#[tokio::test]
async fn test_same_stack_operations_never_overlap() {
    let server = TestServer::start().await;
    let path = server.operations_path(STACK);

    let (a, b) = tokio::join!(
        server.post(&path, &server.admin_token, json!({ "command": "restart" })),
        server.post(&path, &server.admin_token, json!({ "command": "restart" })),
    );
    assert_eq!(a.0, 200);
    assert_eq!(b.0, 200);
    let ids = [
        a.1["data"]["operationId"].as_str().unwrap().to_string(),
        b.1["data"]["operationId"].as_str().unwrap().to_string(),
    ];
    for id in &ids {
        assert_eq!(
            server.wait_for_terminal(id).await.status,
            OperationStatus::Completed
        );
    }

    let mut logs: Vec<_> = ids.iter().map(|id| server.log(id)).collect();
    logs.sort_by_key(|log| log.start_time);
    assert!(logs[1].start_time >= logs[0].end_time.unwrap());
    assert_eq!(server.agent.max_concurrent(STACK), 1);
}

#[tokio::test]
async fn test_stale_operation_is_reaped_and_queue_resumes() {
    let server = TestServer::start().await;
    let store = &server.state.store;
    let admin = store.get_user_by_username("admin").unwrap().unwrap();
    let long_ago = Utc::now() - Duration::hours(1);

    let row = |operation_id: &str, status, queued_at| QueuedOperation {
        id: 0,
        operation_id: operation_id.to_string(),
        user_id: admin.id,
        server_id: server.server_id,
        stack_name: STACK.to_string(),
        command: "up".to_string(),
        options: "[]".to_string(),
        services: "[]".to_string(),
        status,
        priority: 0,
        batch_id: None,
        order_index: 0,
        depends_on: None,
        webhook_id: None,
        queued_at,
        started_at: None,
        completed_at: None,
        error: None,
    };

    let crashed = row("op_crashed", OperationStatus::Running, long_ago);
    store.create_queued_operation(&crashed).unwrap();
    store
        .create_operation_log(&NewOperationLog::from_queued(&crashed, long_ago))
        .unwrap();
    store
        .create_queued_operation(&row(
            "op_waiting",
            OperationStatus::Queued,
            long_ago + Duration::minutes(1),
        ))
        .unwrap();

    assert_eq!(server.state.queue.reap_stale().unwrap(), 1);
    let reaped = server.log("op_crashed");
    assert_eq!(reaped.status, OperationStatus::Failed);
    assert_eq!(reaped.success, Some(false));
    let queued = store.get_queued_operation("op_crashed").unwrap().unwrap();
    assert_eq!(queued.status, OperationStatus::Failed);
    assert_eq!(queued.error.as_deref(), Some("no heartbeat after restart"));

    assert_eq!(server.state.queue.replay().await.unwrap(), 1);
    assert_eq!(
        server.wait_for_terminal("op_waiting").await.status,
        OperationStatus::Completed
    );
}

#[tokio::test]
async fn test_webhook_trigger() {
    let server = TestServer::start().await;

    let (status, created) = server
        .post(
            "/api/v1/webhooks",
            &server.admin_token,
            json!({
                "name": "deploy-prod",
                "stack_pattern": "prod-*",
                "server_ids": [server.server_id],
            }),
        )
        .await;
    assert_eq!(status, 201, "{created}");
    let webhook_id = created["data"]["id"].as_i64().unwrap();
    let api_key = created["data"]["api_key"].as_str().unwrap().to_string();
    assert!(api_key.starts_with("wh_"));
    let trigger = format!("/api/v1/webhooks/{webhook_id}/trigger");

    let (status, _) = server
        .post_anonymous(
            &trigger,
            json!({
                "api_key": "wh_wrong",
                "server_id": server.server_id,
                "stack_name": "prod-web",
                "command": "up",
            }),
        )
        .await;
    assert_eq!(status, 401);

    let (status, _) = server
        .post_anonymous(
            &trigger,
            json!({
                "api_key": api_key,
                "server_id": server.server_id,
                "stack_name": "staging-web",
                "command": "up",
            }),
        )
        .await;
    assert_eq!(status, 403);

    let (status, body) = server
        .post_anonymous(
            &trigger,
            json!({
                "api_key": api_key,
                "server_id": server.server_id,
                "stack_name": "prod-web",
                "operations": [{ "command": "pull" }, { "command": "up" }],
            }),
        )
        .await;
    assert_eq!(status, 200, "{body}");
    assert!(body["data"]["batchId"].is_string());
    let last = body["data"]["operations"][1]["operationId"]
        .as_str()
        .unwrap()
        .to_string();
    let row = server.wait_for_terminal(&last).await;
    assert_eq!(row.status, OperationStatus::Completed);
    assert_eq!(row.webhook_id, Some(webhook_id));

    let (_, webhook) = server
        .get(&format!("/api/v1/webhooks/{webhook_id}"), &server.admin_token)
        .await;
    assert_eq!(webhook["data"]["trigger_count"], 1);
}

#[tokio::test]
async fn test_regenerated_webhook_key_replaces_old_one() {
    let server = TestServer::start().await;

    let (status, created) = server
        .post(
            "/api/v1/webhooks",
            &server.admin_token,
            json!({ "name": "rotate-me", "stack_pattern": "*", "server_ids": [] }),
        )
        .await;
    assert_eq!(status, 201, "{created}");
    let webhook_id = created["data"]["id"].as_i64().unwrap();
    let old_key = created["data"]["api_key"].as_str().unwrap().to_string();

    let (status, regenerated) = server
        .post(
            &format!("/api/v1/webhooks/{webhook_id}/regenerate"),
            &server.admin_token,
            json!({}),
        )
        .await;
    assert_eq!(status, 200, "{regenerated}");
    let new_key = regenerated["data"]["api_key"].as_str().unwrap().to_string();
    assert_ne!(new_key, old_key);

    let trigger = format!("/api/v1/webhooks/{webhook_id}/trigger");
    let body = |key: &str| {
        json!({
            "api_key": key,
            "server_id": server.server_id,
            "stack_name": STACK,
            "command": "up",
        })
    };
    let (status, _) = server.post_anonymous(&trigger, body(&old_key)).await;
    assert_eq!(status, 401);

    let (status, triggered) = server.post_anonymous(&trigger, body(&new_key)).await;
    assert_eq!(status, 200, "{triggered}");
    let operation_id = triggered["data"]["operationId"].as_str().unwrap().to_string();
    assert_eq!(
        server.wait_for_terminal(&operation_id).await.status,
        OperationStatus::Completed
    );
}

____________________

> Problem:
Only lines of the material that contain the word "error" belong in the answer; copy each one.

> Solution for this problem:
        error: None,
    assert_eq!(queued.error.as_deref(), Some("no heartbeat after restart"));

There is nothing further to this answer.